Curried Couscous with Broccoli and Feta

Randy Mayor; Melanie J. Clarke
Using bagged broccoli florets and preshredded carrots all but eliminates the prep with this vegetarian entrée. If you want to add meat to the couscous, use chopped chicken or thin strips of flank steak.

Yield:

5 servings (serving size: about 1 1/4 cups)

Recipe from

Nutritional Information

Calories 402
Caloriesfromfat 27 %
Fat 12.2 g
Satfat 3.8 g
Monofat 5.8 g
Polyfat 1.6 g
Protein 13.4 g
Carbohydrate 61.4 g
Fiber 7.4 g
Cholesterol 15 mg
Iron 2.7 mg
Sodium 827 mg
Calcium 145 mg

Ingredients

1 3/4 cups water
1 cup uncooked couscous
1 1/2 cups small broccoli florets
1/2 cup finely chopped red onion
1/3 cup shredded carrot
1/4 cup raisins
1/4 cup dry-roasted cashews, chopped
2 tablespoons white wine vinegar
1 1/2 tablespoons olive oil
1 tablespoon sugar
1 1/2 teaspoons curry powder
1 teaspoon bottled minced fresh ginger
3/4 teaspoon salt
1 (15-ounce) can chickpeas (garbanzo beans), drained and rinsed
3/4 cup (3 ounces) crumbled feta cheese

Preparation

Bring 1 3/4 cups water to a boil in a medium saucepan; gradually stir in couscous.
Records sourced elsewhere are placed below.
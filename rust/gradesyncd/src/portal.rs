//! Student-facing workflow: find my grades, then accept or dispute them.

use crate::access::{filter_for_lookup, find_by_name, FilterOutcome, NameMatchRule};
use crate::error::{GradeSyncError, GsResult};
use crate::extract::Encourager;
use crate::model::StudentRecord;
use crate::status::GradeStatus;
use crate::store::GradeStore;
use tracing::{debug, info, warn};

pub const FALLBACK_ENCOURAGEMENT: &str = "¡Buen trabajo!";

#[derive(Debug, Clone, PartialEq)]
pub enum LookupOutcome {
    Found {
        record: StudentRecord,
        /// True when this lookup moved the record out of PENDING.
        first_view: bool,
    },
    NotFound,
    BatchInvalid,
}

impl LookupOutcome {
    pub fn as_str(&self) -> &'static str {
        match self {
            LookupOutcome::Found { .. } => "found",
            LookupOutcome::NotFound => "not_found",
            LookupOutcome::BatchInvalid => "batch_invalid",
        }
    }
}

#[derive(Debug, Clone, PartialEq, Eq)]
pub enum StudentResponse {
    Accept,
    Reject { reason: String },
}

/// Finds a student by name and records that they saw their grades.
///
/// A PENDING match becomes VIEWED. A VIEWED match is re-stamped only when
/// `restamp` is set; answered records are returned untouched.
pub fn lookup<S: GradeStore + ?Sized>(
    store: &mut S,
    batch_id: Option<&str>,
    query: &str,
    rule: NameMatchRule,
    restamp: bool,
) -> GsResult<LookupOutcome> {
    let records = store.load_all()?;
    let (candidates, outcome) = filter_for_lookup(&records, batch_id);
    if outcome == FilterOutcome::BatchInvalid {
        info!(batch_id = ?batch_id, "lookup against a batch that is no longer loaded");
        return Ok(LookupOutcome::BatchInvalid);
    }
    let Some(hit) = find_by_name(&candidates, query, rule) else {
        debug!(query = %query, "no student matched");
        return Ok(LookupOutcome::NotFound);
    };

    let first_view = hit.status == GradeStatus::Pending;
    let stamp = first_view || (restamp && !hit.status.is_terminal());
    if !stamp {
        return Ok(LookupOutcome::Found {
            record: hit.clone(),
            first_view,
        });
    }
    let id = hit.id.clone();
    let record = store
        .update_status(&id, GradeStatus::Viewed, None)?
        .ok_or_else(|| GradeSyncError::NotFound(id.clone()))?;
    info!(student_id = %id, first_view, "grades viewed");
    Ok(LookupOutcome::Found { record, first_view })
}

/// Records the student's answer. Only a VIEWED record can be answered and a
/// rejection needs a reason.
pub fn respond<S: GradeStore + ?Sized>(
    store: &mut S,
    student_id: &str,
    response: StudentResponse,
) -> GsResult<StudentRecord> {
    let (target, reason) = match &response {
        StudentResponse::Accept => (GradeStatus::Accepted, None),
        StudentResponse::Reject { reason } => {
            if reason.trim().is_empty() {
                return Err(GradeSyncError::BadParams(
                    "a rejection needs a reason".into(),
                ));
            }
            (GradeStatus::Rejected, Some(reason.as_str()))
        }
    };
    let record = store
        .update_status(student_id, target, reason)?
        .ok_or_else(|| GradeSyncError::NotFound(student_id.to_string()))?;
    info!(student_id = %student_id, status = %record.status, "student answered");
    Ok(record)
}

/// Never fails: any model error or empty reply yields the fixed fallback.
pub fn encouragement_or_fallback<E: Encourager + ?Sized>(
    encourager: &E,
    record: &StudentRecord,
    pass_threshold: f64,
) -> String {
    match encourager.encourage(&record.name, record.grades.final_grade(), pass_threshold) {
        Ok(text) if !text.trim().is_empty() => text.trim().to_string(),
        Ok(_) => {
            warn!(student_id = %record.id, "empty encouragement reply; using fallback");
            FALLBACK_ENCOURAGEMENT.to_string()
        }
        Err(e) => {
            warn!(student_id = %record.id, error = %e, "encouragement unavailable; using fallback");
            FALLBACK_ENCOURAGEMENT.to_string()
        }
    }
}
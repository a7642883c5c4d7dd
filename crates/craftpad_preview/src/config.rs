//! Preview session configuration.

use std::time::Duration;

#[derive(Debug, Clone)]
pub struct PreviewConfig {
    /// Quiet window the debouncer waits for before triggering a
    /// regeneration. Edits inside the window replace the pending trigger.
    pub debounce_window: Duration,
    /// How many times a failed materialize is retried before the session
    /// reports the preview unavailable.
    pub materialize_retries: u32,
}

impl Default for PreviewConfig {
    fn default() -> Self {
        Self {
            debounce_window: Duration::from_secs(1),
            materialize_retries: 1,
        }
    }
}

impl PreviewConfig {
    pub fn with_debounce_window(mut self, window: Duration) -> Self {
        self.debounce_window = window;
        self
    }
}
//! craftpad-preview: resource lifecycle for assembled preview documents.
//!
//! A [`PreviewSession`] wraps an assembled document in a revocable
//! [`PreviewLocator`] that the sandboxed render host loads as its document
//! source, and guarantees at most one live locator per session. The
//! [`RegenerateDebouncer`] coalesces bursts of editor changes into a single
//! regeneration roughly one second after the last keystroke.

pub mod config;
pub mod debounce;
pub mod error;
pub mod host;
pub mod session;

pub use config::PreviewConfig;
pub use debounce::RegenerateDebouncer;
pub use error::{PreviewError, Result};
pub use host::{InMemoryHost, LocatorId, ResourceHost};
pub use session::{PreviewLocator, PreviewSession, SessionState};
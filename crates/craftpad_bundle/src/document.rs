//! The assembled preview document.

use std::fmt;

/// A complete HTML5 document ready for the sandboxed render host. Recreated
/// on every assembly call; carries exactly one Content-Security-Policy meta
/// tag.
#[derive(Debug, Clone, PartialEq, Eq)]
pub struct PreviewDocument(String);

impl PreviewDocument {
    pub(crate) fn new(html: String) -> Self {
        Self(html)
    }

    pub fn as_str(&self) -> &str {
        &self.0
    }

    pub fn into_inner(self) -> String {
        self.0
    }

    /// Number of CSP meta tags in the document. Invariant: 1. Mentions of
    /// the policy name in body text do not count.
    pub fn csp_tag_count(&self) -> usize {
        self.0.matches(crate::csp::CSP_TAG_OPEN).count()
    }
}

impl fmt::Display for PreviewDocument {
    fn fmt(&self, f: &mut fmt::Formatter<'_>) -> fmt::Result {
        f.write_str(&self.0)
    }
}

/// Minimal HTML escaping for text interpolated into synthesized markup.
pub fn escape_html(value: &str) -> String {
    let mut out = String::with_capacity(value.len());
    for ch in value.chars() {
        match ch {
            '&' => out.push_str("&amp;"),
            '<' => out.push_str("&lt;"),
            '>' => out.push_str("&gt;"),
            '"' => out.push_str("&quot;"),
            '\'' => out.push_str("&#39;"),
            other => out.push(other),
        }
    }
    out
}

/// Neutralize `</style` sequences in user CSS before it is embedded in a
/// `<style>` block. The slash becomes a CSS hex escape, so the parser never
/// sees a closing tag and markup after it stays inert.
pub(crate) fn sanitize_css(css: &str) -> String {
    let mut out = String::with_capacity(css.len());
    let mut rest = css;
    while let Some(at) = find_style_close(rest) {
        out.push_str(&rest[..at]);
        out.push_str(r"<\2f style");
        rest = &rest[at + "</style".len()..];
    }
    out.push_str(rest);
    out
}

fn find_style_close(css: &str) -> Option<usize> {
    css.as_bytes()
        .windows(7)
        .position(|window| window.eq_ignore_ascii_case(b"</style"))
}
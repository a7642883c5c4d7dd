//! Full pipeline: raw model text to a served preview locator.

use craftpad_bundle::{assemble, CodeFileMap};
use craftpad_extract::{extract, ExtractedCodeArtifact};
use craftpad_preview::{InMemoryHost, PreviewSession};

fn file_map(artifact: &ExtractedCodeArtifact) -> CodeFileMap {
    let mut files = CodeFileMap::new();
    files.insert("index.html", artifact.html.clone());
    files.insert("style.css", artifact.css.clone());
    files.insert("script.js", artifact.js.clone());
    files
}

#[test]
fn model_response_becomes_a_preview() {
    let raw = "Here is your page:\n```json\n{\"html\":\"<html><head></head><body><h1>Hi</h1></body></html>\",\"css\":\"h1{color:blue}\",\"js\":\"console.log(1)\",\"description\":\"demo\"}\n```";
    let artifact = extract(raw).unwrap();
    let doc = assemble(&file_map(&artifact), "demo", &artifact.description, "en");
    assert_eq!(doc.csp_tag_count(), 1);

    let mut session = PreviewSession::new(InMemoryHost::new());
    let id = session.materialize(&doc).unwrap().id();
    let served = session.host().document(id).unwrap();
    assert!(served.contains("<h1>Hi</h1>"));
    assert!(served.contains("h1{color:blue}"));
}

#[test]
fn garbage_response_still_previews_via_placeholder() {
    let artifact = extract("I could not generate anything useful.")
        .unwrap_or_else(|_| ExtractedCodeArtifact::placeholder());
    let mut files = CodeFileMap::new();
    files.insert("index.html", artifact.html);
    files.insert("style.css", artifact.css);
    let doc = assemble(&files, "demo", &artifact.description, "en");

    let mut session = PreviewSession::new(InMemoryHost::new());
    let id = session.materialize(&doc).unwrap().id();
    assert!(session
        .host()
        .document(id)
        .unwrap()
        .contains("Generation incomplete"));
}
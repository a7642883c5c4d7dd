//! Locate a JSON object inside free-form model text.
//!
//! Models wrap payloads inconsistently: a ```json fence, a bare ``` fence,
//! or no fence at all. Location order is fixed and shared by the JSON
//! strategies: fenced json block, bare fenced block, first-`{`-to-last-`}`.

use regex::Regex;

lazy_static::lazy_static! {
    static ref FENCED_JSON: Regex =
        Regex::new(r"(?s)```json\s*(\{.*?\})\s*```").unwrap();
    static ref FENCED_BARE: Regex =
        Regex::new(r"(?s)```\s*(\{.*?\})\s*```").unwrap();
}

/// Return the best JSON object candidate span, or `None` when the text has
/// no brace pair at all.
pub fn locate_json_object(text: &str) -> Option<&str> {
    if let Some(caps) = FENCED_JSON.captures(text) {
        return Some(caps.get(1).unwrap().as_str());
    }
    if let Some(caps) = FENCED_BARE.captures(text) {
        return Some(caps.get(1).unwrap().as_str());
    }
    let start = text.find('{')?;
    let end = text.rfind('}')?;
    if end < start {
        return None;
    }
    Some(&text[start..=end])
}
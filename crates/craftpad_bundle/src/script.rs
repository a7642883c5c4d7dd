//! Plain-script branch: synthesize a minimal document around `.js` sources.

use crate::csp::csp_meta_tag;
use crate::document::{escape_html, sanitize_css};
use crate::snippets::BASE_STYLESHEET;

/// Synthesize the document for branch (c): a target container, user CSS,
/// then the concatenated JS inside a try/catch that renders a formatted
/// error block into the container on exception.
pub(crate) fn synthesize(title: &str, description: &str, user_css: &str, user_js: &str) -> String {
    format!(
        r#"<!DOCTYPE html>
<html lang="en">
<head>
<meta charset="utf-8">
{csp}
<meta name="viewport" content="width=device-width, initial-scale=1">
<title>{title}</title>
<meta name="description" content="{description}">
<style>
{base_css}
{user_css}
</style>
</head>
<body>
<div id="app"></div>
<script>
try {{
{user_js}
}} catch (err) {{
  var app = document.getElementById("app");
  app.innerHTML = '<div style="margin:48px auto;max-width:520px;padding:20px;border:1px solid #a33;border-radius:10px;background:#2d1215;color:#ffb4b4;font-family:monospace;white-space:pre-wrap;"></div>';
  app.firstChild.textContent = "Script error: " + (err && err.message ? err.message : String(err));
}}
</script>
</body>
</html>
"#,
        csp = csp_meta_tag(),
        title = escape_html(title),
        description = escape_html(description),
        base_css = BASE_STYLESHEET,
        user_css = sanitize_css(user_css),
        user_js = user_js,
    )
}
//! Strategy 4: per-field regex fallback.
//!
//! Last resort for responses that no longer resemble JSON. Each field is
//! recovered independently by trying six increasingly permissive patterns;
//! the first match per field wins. Captured values still carry their escape
//! sequences, so they are manually unescaped afterwards.

use regex::Regex;

use crate::artifact::ExtractedCodeArtifact;

lazy_static::lazy_static! {
    static ref HTML_PATTERNS: Vec<Regex> = field_patterns("html");
    static ref CSS_PATTERNS: Vec<Regex> = field_patterns("css");
    static ref JS_PATTERNS: Vec<Regex> = field_patterns("js");
    static ref DESCRIPTION_PATTERNS: Vec<Regex> = field_patterns("description");
}

/// The six patterns, most strict first: plain double-quoted, escape-aware
/// double-quoted, backtick-delimited, single-quoted, loose key spacing,
/// end-of-object tolerant.
fn field_patterns(field: &str) -> Vec<Regex> {
    [
        format!(r#"(?s)"{field}"\s*:\s*"([^"\\]*)""#),
        format!(r#"(?s)"{field}"\s*:\s*"((?:\\.|[^"\\])*)""#),
        format!(r#"(?s)"{field}"\s*:\s*`([^`]*)`"#),
        format!(r#"(?s)"{field}"\s*:\s*'((?:\\.|[^'\\])*)'"#),
        format!(r#"(?s)['"]?{field}['"]?\s*:\s*["'`]((?:\\.|[^"'`\\])*)["'`]"#),
        format!(r#"(?s)"{field}"\s*:\s*"(.*?)"\s*[,}}]"#),
    ]
    .iter()
    .map(|p| Regex::new(p).unwrap())
    .collect()
}

fn capture_field(patterns: &[Regex], text: &str) -> Option<String> {
    patterns.iter().find_map(|re| {
        re.captures(text)
            .map(|caps| unescape(caps.get(1).unwrap().as_str()))
    })
}

/// Manually resolve the escape sequences a captured value may carry:
/// `\n \r \t \f \b \" \' \/ \\`, `\uXXXX` and `\xNN`. Unknown escapes are
/// kept verbatim.
fn unescape(value: &str) -> String {
    let mut out = String::with_capacity(value.len());
    let mut chars = value.chars();
    while let Some(ch) = chars.next() {
        if ch != '\\' {
            out.push(ch);
            continue;
        }
        match chars.next() {
            Some('n') => out.push('\n'),
            Some('r') => out.push('\r'),
            Some('t') => out.push('\t'),
            Some('f') => out.push('\x0c'),
            Some('b') => out.push('\x08'),
            Some('"') => out.push('"'),
            Some('\'') => out.push('\''),
            Some('/') => out.push('/'),
            Some('\\') => out.push('\\'),
            Some('u') => push_hex_escape(&mut out, &mut chars, 4, "\\u"),
            Some('x') => push_hex_escape(&mut out, &mut chars, 2, "\\x"),
            Some(other) => {
                out.push('\\');
                out.push(other);
            }
            None => out.push('\\'),
        }
    }
    out
}

fn push_hex_escape(out: &mut String, chars: &mut std::str::Chars, len: usize, prefix: &str) {
    let digits: String = chars.clone().take(len).collect();
    if digits.len() == len && digits.chars().all(|c| c.is_ascii_hexdigit()) {
        let code = u32::from_str_radix(&digits, 16).unwrap_or(0);
        match char::from_u32(code) {
            Some(c) => out.push(c),
            None => {
                out.push_str(prefix);
                out.push_str(&digits);
            }
        }
        for _ in 0..len {
            chars.next();
        }
    } else {
        out.push_str(prefix);
    }
}

pub fn run(text: &str) -> Option<ExtractedCodeArtifact> {
    let html = capture_field(&HTML_PATTERNS, text)?;
    let css = capture_field(&CSS_PATTERNS, text)?;
    let js = capture_field(&JS_PATTERNS, text)?;
    let artifact =
        ExtractedCodeArtifact::new(html, css, js, capture_field(&DESCRIPTION_PATTERNS, text));
    artifact.has_required_fields().then_some(artifact)
}

/// Which of html/css/js did NOT match any pattern. Used by the chain to
/// distinguish "partial" from "nothing recognizable" after all strategies
/// fail.
pub fn missing_required_fields(text: &str) -> Vec<String> {
    let tables: [(&str, &Vec<Regex>); 3] = [
        ("html", &HTML_PATTERNS),
        ("css", &CSS_PATTERNS),
        ("js", &JS_PATTERNS),
    ];
    tables
        .iter()
        .filter(|(_, patterns)| capture_field(patterns, text).is_none())
        .map(|(name, _)| name.to_string())
        .collect()
}

#[cfg(test)]
mod tests {
    use super::*;

    #[test]
    fn recovers_double_quoted_fields_with_escapes() {
        let text = r#"html: broken json "html": "<h1>\"Hi\"</h1>", "css": "h1{}\n", "js": "f(\t1)""#;
        let artifact = run(text).unwrap();
        assert_eq!(artifact.html, "<h1>\"Hi\"</h1>");
        assert_eq!(artifact.css, "h1{}\n");
        assert_eq!(artifact.js, "f(\t1)");
    }

    #[test]
    fn recovers_single_quoted_fields() {
        let text = r#""html": '<p>x</p>', "css": 'p{}', "js": 'f()'"#;
        assert!(run(text).is_some());
    }

    #[test]
    fn unescapes_unicode_and_hex() {
        assert_eq!(unescape(r"A\x42"), "AB");
        assert_eq!(unescape(r"\uZZZZ"), "\\uZZZZ");
    }

    #[test]
    fn keeps_unknown_escapes_verbatim() {
        assert_eq!(unescape(r"a\qb"), "a\\qb");
    }

    #[test]
    fn reports_missing_fields() {
        let text = r#""html": "<p>x</p>" and some prose"#;
        let missing = missing_required_fields(text);
        assert_eq!(missing, vec!["css".to_string(), "js".to_string()]);
    }
}
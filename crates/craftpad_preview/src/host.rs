//! Resource host: the backing store locators point into.
//!
//! In the product the host is the renderer's object-URL store; here it is a
//! seam so session lifecycle rules can be exercised against an in-memory
//! implementation (and a failure-injecting one in tests).

use std::collections::HashMap;

use craftpad_bundle::PreviewDocument;
use uuid::Uuid;

use crate::error::Result;

pub type LocatorId = Uuid;

/// Creates and revokes the in-memory resources behind preview locators.
pub trait ResourceHost {
    /// Allocate a resource backing `doc` and return its id.
    fn create(&mut self, doc: &PreviewDocument) -> Result<LocatorId>;

    /// Release the resource behind `id`. Unknown ids are ignored.
    fn revoke(&mut self, id: LocatorId);
}

/// Default host: documents keyed by id, with create/revoke accounting.
#[derive(Debug, Default)]
pub struct InMemoryHost {
    resources: HashMap<LocatorId, String>,
    created: u64,
    revoked: u64,
}

impl InMemoryHost {
    pub fn new() -> Self {
        Self::default()
    }

    pub fn document(&self, id: LocatorId) -> Option<&str> {
        self.resources.get(&id).map(String::as_str)
    }

    pub fn live(&self) -> usize {
        self.resources.len()
    }

    pub fn created(&self) -> u64 {
        self.created
    }

    pub fn revoked(&self) -> u64 {
        self.revoked
    }
}

impl ResourceHost for InMemoryHost {
    fn create(&mut self, doc: &PreviewDocument) -> Result<LocatorId> {
        let id = Uuid::new_v4();
        self.resources.insert(id, doc.as_str().to_string());
        self.created += 1;
        Ok(id)
    }

    fn revoke(&mut self, id: LocatorId) {
        if self.resources.remove(&id).is_some() {
            self.revoked += 1;
        }
    }
}
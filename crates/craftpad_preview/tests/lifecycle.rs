//! Locator accounting and failure-handling across the session lifecycle.

use craftpad_bundle::{assemble, CodeFileMap, PreviewDocument};
use craftpad_preview::{
    InMemoryHost, LocatorId, PreviewError, PreviewSession, ResourceHost, SessionState,
};

fn doc(marker: &str) -> PreviewDocument {
    let files: CodeFileMap = [("main.js".to_string(), format!("console.log(\"{marker}\");"))]
        .into_iter()
        .collect();
    assemble(&files, "t", "d", "en")
}

/// Host that fails every create attempt inside `fail_from..=fail_to`, by
/// attempt number, and delegates otherwise.
struct FlakyHost {
    inner: InMemoryHost,
    fail_from: u32,
    fail_to: u32,
    attempts: u32,
}

impl FlakyHost {
    fn failing(fail_from: u32, fail_to: u32) -> Self {
        Self {
            inner: InMemoryHost::new(),
            fail_from,
            fail_to,
            attempts: 0,
        }
    }
}

impl ResourceHost for FlakyHost {
    fn create(&mut self, doc: &PreviewDocument) -> craftpad_preview::Result<LocatorId> {
        self.attempts += 1;
        if self.attempts >= self.fail_from && self.attempts <= self.fail_to {
            return Err(PreviewError::HostFailed("out of blob memory".to_string()));
        }
        self.inner.create(doc)
    }

    fn revoke(&mut self, id: LocatorId) {
        self.inner.revoke(id);
    }
}

#[test]
fn sequential_regenerates_never_leak() {
    let mut session = PreviewSession::new(InMemoryHost::new());
    session.materialize(&doc("v0")).unwrap();

    for n in 1..=10 {
        session.regenerate(&doc(&format!("v{n}"))).unwrap();
        let host = session.host();
        // After every call: one live locator, and each create paired with
        // a revoke except the newest.
        assert_eq!(host.revoked(), host.created() - 1);
        assert_eq!(host.live(), 1);
    }

    let host = session.host();
    assert_eq!(host.created(), 11);
    assert_eq!(host.revoked(), 10);
}

#[test]
fn locator_serves_the_latest_document() {
    let mut session = PreviewSession::new(InMemoryHost::new());
    session.materialize(&doc("old")).unwrap();
    let id = session.regenerate(&doc("new")).unwrap().id();
    let served = session.host().document(id).unwrap();
    assert!(served.contains("new"));
}

#[test]
fn single_failure_is_retried_transparently() {
    let mut session = PreviewSession::new(FlakyHost::failing(1, 1));
    assert!(session.materialize(&doc("v0")).is_ok());
    assert_eq!(session.state(), SessionState::Ready);
}

#[test]
fn persistent_failure_keeps_last_good_locator() {
    // First materialize succeeds; every later attempt (including the retry)
    // fails.
    let mut session = PreviewSession::new(FlakyHost::failing(2, u32::MAX));
    let good = session.materialize(&doc("good")).unwrap().clone();

    let result = session.materialize(&doc("bad"));
    assert!(result.is_err());
    assert_eq!(session.state(), SessionState::Unavailable);
    assert_eq!(session.locator(), Some(&good));
    assert_eq!(session.host().inner.live(), 1);
    assert!(session.host().attempts >= 3);
}

#[test]
fn regenerate_failure_releases_and_flags_unavailable() {
    // Regenerate is release-then-create, so a persistent host failure
    // leaves the session with no locator rather than serving a stale one.
    let mut session = PreviewSession::new(FlakyHost::failing(2, u32::MAX));
    session.materialize(&doc("good")).unwrap();

    assert!(session.regenerate(&doc("bad")).is_err());
    assert_eq!(session.state(), SessionState::Unavailable);
    assert!(session.locator().is_none());
    assert_eq!(session.host().inner.live(), 0);
}

#[test]
fn regenerate_without_current_just_creates() {
    let mut session = PreviewSession::new(InMemoryHost::new());
    session.regenerate(&doc("v0")).unwrap();
    assert_eq!(session.host().created(), 1);
    assert_eq!(session.host().revoked(), 0);
}

#[test]
fn dispose_twice_is_a_noop_both_times() {
    let mut session = PreviewSession::new(InMemoryHost::new());
    session.materialize(&doc("v0")).unwrap();
    session.dispose();
    let after_first = session.host().revoked();
    session.dispose();
    assert_eq!(session.host().revoked(), after_first);
}

#[test]
fn recovery_after_unavailable() {
    let mut session = PreviewSession::new(FlakyHost::failing(1, 2));
    assert!(session.materialize(&doc("v0")).is_err());
    assert_eq!(session.state(), SessionState::Unavailable);

    // Host recovered; the next materialize succeeds and clears the flag.
    assert!(session.materialize(&doc("v1")).is_ok());
    assert_eq!(session.state(), SessionState::Ready);
}
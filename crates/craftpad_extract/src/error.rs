//! Extraction error types

use thiserror::Error;

#[derive(Debug, Error, Clone, PartialEq, Eq)]
pub enum ExtractError {
    #[error("no valid code structure found in model response")]
    NoValidStructureFound,

    #[error("response matched partially, missing required fields: {}", missing.join(", "))]
    PartialFieldsMissing { missing: Vec<String> },
}

pub type Result<T> = std::result::Result<T, ExtractError>;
Remove from heat; cover and let stand 5 minutes. Fluff with a fork.

While couscous stands, steam broccoli florets, covered, for 3 minutes or until tender.

Combine couscous, broccoli, onion, and next 10 ingredients (onion through chickpeas), tossing gently. Sprinkle with cheese.